MedVoiceBias: A Controlled Study of Audio LLM Behavior in Clinical Decision-Making
Zhi Rui Tam, Yun-Nung Chen
TL;DR
MedVoiceBias investigates how paralinguistic cues in audio LLM inputs bias clinical decisions, focusing on binary surgical recommendations. Using a controlled dataset of 170 clinical cases and 36 synthesized voice profiles, the study quantifies modality and demographic effects by comparing audio against text baselines under Direct Answer and Chain-of-Thought prompting. Key findings show substantial modality bias (up to about 35 percentage points) and persistent age-related disparities, while gender bias can be mitigated with explicit reasoning; emotional cues are not reliably detected due to weak emotion recognition. The work highlights critical risks of deploying audio-enabled medical AI and advocates bias-aware architectures to ensure decisions reflect clinical evidence rather than voice characteristics.
Abstract
As large language models transition from text-based interfaces to audio interactions in clinical settings, they might introduce new vulnerabilities through paralinguistic cues in audio. We evaluated these models on 170 clinical cases, each synthesized into speech from 36 distinct voice profiles spanning variations in age, gender, and emotion.
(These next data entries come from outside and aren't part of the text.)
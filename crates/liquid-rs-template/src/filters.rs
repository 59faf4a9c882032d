//! Template filters.
//!
//! A filter is applied with `{{ value | name: arg1, arg2 }}`. Filters are
//! looked up by name in a [`FilterRegistry`]; every renderer owns one seeded
//! with the built-in array filters, and hosts register their own on top.

use std::collections::HashMap;
use std::fmt;

use liquid_rs_core::error::EvaluationError;

use crate::value::Value;

/// A template filter.
///
/// Takes the piped value and the literal arguments written after the colon,
/// and returns a transformed value.
pub trait Filter: Send + Sync {
    /// Returns the filter name.
    fn name(&self) -> &str;

    /// Applies the filter to a value with the given arguments.
    fn apply(&self, value: &Value, args: &[Value]) -> Result<Value, EvaluationError>;
}

type FilterFn = dyn Fn(&Value, &[Value]) -> Result<Value, EvaluationError> + Send + Sync;

/// A filter backed by a closure, created by [`FilterRegistry::register_fn`].
struct FnFilter {
    name: String,
    func: Box<FilterFn>,
}

impl Filter for FnFilter {
    fn name(&self) -> &str {
        &self.name
    }

    fn apply(&self, value: &Value, args: &[Value]) -> Result<Value, EvaluationError> {
        (self.func)(value, args)
    }
}

/// A registry of available template filters.
///
/// # Examples
///
/// ```
/// use liquid_rs_template::filters::FilterRegistry;
/// use liquid_rs_template::value::Value;
///
/// let mut filters = FilterRegistry::with_builtins();
/// filters.register_fn("double", |v, _| Ok(Value::Int(v.as_int().unwrap_or(0) * 2)));
/// assert_eq!(filters.apply("double", &Value::Int(21), &[]).unwrap(), Value::Int(42));
/// assert!(filters.apply("nope", &Value::Null, &[]).is_err());
/// ```
pub struct FilterRegistry {
    filters: HashMap<String, Box<dyn Filter>>,
}

impl FilterRegistry {
    /// Creates a new empty filter registry.
    pub fn new() -> Self {
        Self {
            filters: HashMap::new(),
        }
    }

    /// Creates a registry holding the built-in filters.
    pub fn with_builtins() -> Self {
        let mut r = Self::new();
        register_builtins(&mut r);
        r
    }

    /// Registers a filter, replacing any filter with the same name.
    pub fn register(&mut self, filter: Box<dyn Filter>) {
        self.filters.insert(filter.name().to_string(), filter);
    }

    /// Registers a closure as a filter.
    pub fn register_fn<F>(&mut self, name: impl Into<String>, func: F)
    where
        F: Fn(&Value, &[Value]) -> Result<Value, EvaluationError> + Send + Sync + 'static,
    {
        self.register(Box::new(FnFilter {
            name: name.into(),
            func: Box::new(func),
        }));
    }

    /// Returns `true` if a filter named `name` is registered.
    pub fn contains(&self, name: &str) -> bool {
        self.filters.contains_key(name)
    }

    /// Applies a named filter to a value.
    pub fn apply(&self, name: &str, value: &Value, args: &[Value]) -> Result<Value, EvaluationError> {
        let filter = self
            .filters
            .get(name)
            .ok_or_else(|| EvaluationError::new(format!("Invalid filter name '{name}'")))?;
        filter.apply(value, args)
    }
}

impl Default for FilterRegistry {
    fn default() -> Self {
        Self::with_builtins()
    }
}

impl fmt::Debug for FilterRegistry {
    fn fmt(&self, f: &mut fmt::Formatter<'_>) -> fmt::Result {
        let mut names: Vec<&str> = self.filters.keys().map(String::as_str).collect();
        names.sort_unstable();
        f.debug_struct("FilterRegistry").field("filters", &names).finish()
    }
}

fn register_builtins(r: &mut FilterRegistry) {
    r.register(Box::new(JoinFilter));
    r.register(Box::new(ConcatFilter));
    r.register(Box::new(FirstFilter));
    r.register(Box::new(LastFilter));
    r.register(Box::new(MapFilter));
    r.register(Box::new(PushFilter));
    r.register(Box::new(PopFilter));
    r.register(Box::new(SizeFilter));
}

// ── helpers ─────────────────────────────────────────────────────────────

fn expect_args(name: &str, args: &[Value], min: usize, max: usize) -> Result<(), EvaluationError> {
    if args.len() < min || args.len() > max {
        let expected = if min == max {
            min.to_string()
        } else {
            format!("{min} to {max}")
        };
        return Err(EvaluationError::new(format!(
            "Filter '{name}' expects {expected} argument(s), got {}",
            args.len()
        )));
    }
    Ok(())
}

fn expect_array(name: &str, value: &Value) -> Result<Vec<Value>, EvaluationError> {
    value.to_array().ok_or_else(|| {
        EvaluationError::new(format!(
            "Filter '{name}' expects an array, got '{}'",
            value.type_name()
        ))
    })
}

// ── array filters ───────────────────────────────────────────────────────

struct JoinFilter;
impl Filter for JoinFilter {
    fn name(&self) -> &str {
        "join"
    }
    fn apply(&self, value: &Value, args: &[Value]) -> Result<Value, EvaluationError> {
        expect_args("join", args, 0, 1)?;
        if value.is_null() {
            return Ok(Value::Null);
        }
        let separator = args.first().map_or_else(|| " ".to_string(), Value::to_display_string);
        let joined = expect_array("join", value)?
            .iter()
            .map(Value::to_display_string)
            .collect::<Vec<_>>()
            .join(&separator);
        Ok(Value::String(joined))
    }
}

struct ConcatFilter;
impl Filter for ConcatFilter {
    fn name(&self) -> &str {
        "concat"
    }
    fn apply(&self, value: &Value, args: &[Value]) -> Result<Value, EvaluationError> {
        expect_args("concat", args, 1, 1)?;
        if value.is_null() {
            return Ok(Value::Null);
        }
        let mut items = expect_array("concat", value)?;
        items.extend(expect_array("concat", &args[0])?);
        Ok(Value::Array(items))
    }
}

struct FirstFilter;
impl Filter for FirstFilter {
    fn name(&self) -> &str {
        "first"
    }
    fn apply(&self, value: &Value, args: &[Value]) -> Result<Value, EvaluationError> {
        expect_args("first", args, 0, 0)?;
        if value.is_null() {
            return Ok(Value::Null);
        }
        Ok(expect_array("first", value)?.into_iter().next().unwrap_or_default())
    }
}

struct LastFilter;
impl Filter for LastFilter {
    fn name(&self) -> &str {
        "last"
    }
    fn apply(&self, value: &Value, args: &[Value]) -> Result<Value, EvaluationError> {
        expect_args("last", args, 0, 0)?;
        if value.is_null() {
            return Ok(Value::Null);
        }
        Ok(expect_array("last", value)?.pop().unwrap_or_default())
    }
}

/// `map: field` picks one property out of every element.
struct MapFilter;
impl Filter for MapFilter {
    fn name(&self) -> &str {
        "map"
    }
    fn apply(&self, value: &Value, args: &[Value]) -> Result<Value, EvaluationError> {
        expect_args("map", args, 1, 1)?;
        if value.is_null() {
            return Ok(Value::Null);
        }
        let Some(field) = args[0].as_str() else {
            return Err(EvaluationError::new(format!(
                "Filter 'map' expects a 'string' field name, got '{}'",
                args[0].type_name()
            )));
        };
        let picked = expect_array("map", value)?
            .iter()
            .map(|item| item.property(field))
            .collect();
        Ok(Value::Array(picked))
    }
}

struct PushFilter;
impl Filter for PushFilter {
    fn name(&self) -> &str {
        "push"
    }
    fn apply(&self, value: &Value, args: &[Value]) -> Result<Value, EvaluationError> {
        expect_args("push", args, 1, 1)?;
        if value.is_null() {
            return Ok(Value::Null);
        }
        let mut items = expect_array("push", value)?;
        items.push(args[0].clone());
        Ok(Value::Array(items))
    }
}

struct PopFilter;
impl Filter for PopFilter {
    fn name(&self) -> &str {
        "pop"
    }
    fn apply(&self, value: &Value, args: &[Value]) -> Result<Value, EvaluationError> {
        expect_args("pop", args, 0, 0)?;
        if value.is_null() {
            return Ok(Value::Null);
        }
        let mut items = expect_array("pop", value)?;
        items.pop();
        Ok(Value::Array(items))
    }
}

struct SizeFilter;
impl Filter for SizeFilter {
    fn name(&self) -> &str {
        "size"
    }
    fn apply(&self, value: &Value, args: &[Value]) -> Result<Value, EvaluationError> {
        expect_args("size", args, 0, 0)?;
        Ok(value
            .length()
            .map_or(Value::Null, |len| Value::Int(i64::try_from(len).unwrap_or(i64::MAX))))
    }
}

#[cfg(test)]
mod tests {
    use super::*;
    use crate::value::Object;

    fn apply(name: &str, value: Value, args: &[Value]) -> Result<Value, EvaluationError> {
        FilterRegistry::with_builtins().apply(name, &value, args)
    }

    fn person(name: &str) -> Value {
        let mut m = Object::new();
        m.insert("name".into(), Value::from(name));
        Value::Map(m)
    }

    #[test]
    fn test_join() {
        let v = Value::from(vec!["a", "b", "c"]);
        assert_eq!(apply("join", v.clone(), &[]).unwrap(), Value::from("a b c"));
        assert_eq!(
            apply("join", v, &[Value::from(", ")]).unwrap(),
            Value::from("a, b, c")
        );
        assert_eq!(
            apply("join", Value::from(Vec::<i64>::new()), &[]).unwrap(),
            Value::from("")
        );
    }

    #[test]
    fn test_join_mixed_kinds() {
        let v = Value::Array(vec![Value::Int(1), Value::Bool(true), Value::Null]);
        assert_eq!(
            apply("join", v, &[Value::from("-")]).unwrap(),
            Value::from("1-true-")
        );
    }

    #[test]
    fn test_concat() {
        let out = apply(
            "concat",
            Value::from(vec![1, 2]),
            &[Value::from(vec![3])],
        )
        .unwrap();
        assert_eq!(out, Value::from(vec![1, 2, 3]));
    }

    #[test]
    fn test_concat_requires_array_argument() {
        let err = apply("concat", Value::from(vec![1]), &[Value::Int(2)]).unwrap_err();
        assert_eq!(err.message, "Filter 'concat' expects an array, got 'int'");
    }

    #[test]
    fn test_first_and_last() {
        let v = Value::from(vec![1, 2, 3]);
        assert_eq!(apply("first", v.clone(), &[]).unwrap(), Value::Int(1));
        assert_eq!(apply("last", v, &[]).unwrap(), Value::Int(3));
        assert_eq!(
            apply("first", Value::from(Vec::<i64>::new()), &[]).unwrap(),
            Value::Null
        );
    }

    #[test]
    fn test_map() {
        let v = Value::Array(vec![person("SpongeBob"), person("Patrick"), Value::Int(1)]);
        let out = apply("map", v, &[Value::from("name")]).unwrap();
        assert_eq!(
            out,
            Value::Array(vec![
                Value::from("SpongeBob"),
                Value::from("Patrick"),
                Value::Null
            ])
        );
    }

    #[test]
    fn test_map_requires_string_field() {
        let err = apply("map", Value::from(vec![1]), &[Value::Int(0)]).unwrap_err();
        assert!(err.message.contains("field name"));
    }

    #[test]
    fn test_push_and_pop() {
        let v = Value::from(vec![1, 2]);
        assert_eq!(
            apply("push", v.clone(), &[Value::Int(3)]).unwrap(),
            Value::from(vec![1, 2, 3])
        );
        assert_eq!(apply("pop", v, &[]).unwrap(), Value::from(vec![1]));
    }

    #[test]
    fn test_size() {
        assert_eq!(apply("size", Value::from("héllo"), &[]).unwrap(), Value::Int(5));
        assert_eq!(apply("size", Value::from(vec![1, 2]), &[]).unwrap(), Value::Int(2));
        assert_eq!(apply("size", Value::Int(4), &[]).unwrap(), Value::Null);
    }

    #[test]
    fn test_null_input_passes_through() {
        for name in ["join", "first", "last", "pop"] {
            assert_eq!(apply(name, Value::Null, &[]).unwrap(), Value::Null);
        }
    }

    #[test]
    fn test_argument_count_checked() {
        let err = apply("first", Value::from(vec![1]), &[Value::Int(1)]).unwrap_err();
        assert_eq!(err.message, "Filter 'first' expects 0 argument(s), got 1");
        let err = apply("join", Value::from(vec![1]), &[Value::Int(1), Value::Int(2)]).unwrap_err();
        assert_eq!(err.message, "Filter 'join' expects 0 to 1 argument(s), got 2");
    }

    #[test]
    fn test_non_array_input_rejected() {
        let err = apply("first", Value::from("abc"), &[]).unwrap_err();
        assert_eq!(err.message, "Filter 'first' expects an array, got 'string'");
    }

    #[test]
    fn test_unknown_filter() {
        let err = apply("shout", Value::Null, &[]).unwrap_err();
        assert_eq!(err.message, "Invalid filter name 'shout'");
    }

    #[test]
    fn test_register_fn_overrides_builtin() {
        let mut filters = FilterRegistry::with_builtins();
        filters.register_fn("first", |_, _| Ok(Value::from("mine")));
        assert!(filters.contains("first"));
        assert_eq!(
            filters.apply("first", &Value::Null, &[]).unwrap(),
            Value::from("mine")
        );
    }

    #[test]
    fn test_empty_registry() {
        let filters = FilterRegistry::new();
        assert!(!filters.contains("join"));
        assert!(format!("{filters:?}").contains("FilterRegistry"));
    }
}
Our findings reveal a severe modality bias: surgical recommendations for audio inputs varied by as much as 35% compared to identical text-based inputs, with one model providing 80% fewer recommendations. Further analysis uncovered age disparities of up to 12% between young and elderly voices, which persisted in most models despite chain-of-thought prompting. While explicit reasoning successfully eliminated gender bias, the impact of emotion was not detected due to poor recognition performance. These results demonstrate that audio LLMs are susceptible to making clinical decisions based on a patient's voice characteristics rather than medical evidence, a flaw that risks perpetuating healthcare disparities. We conclude that bias-aware architectures are essential and urgently needed before the clinical deployment of these models.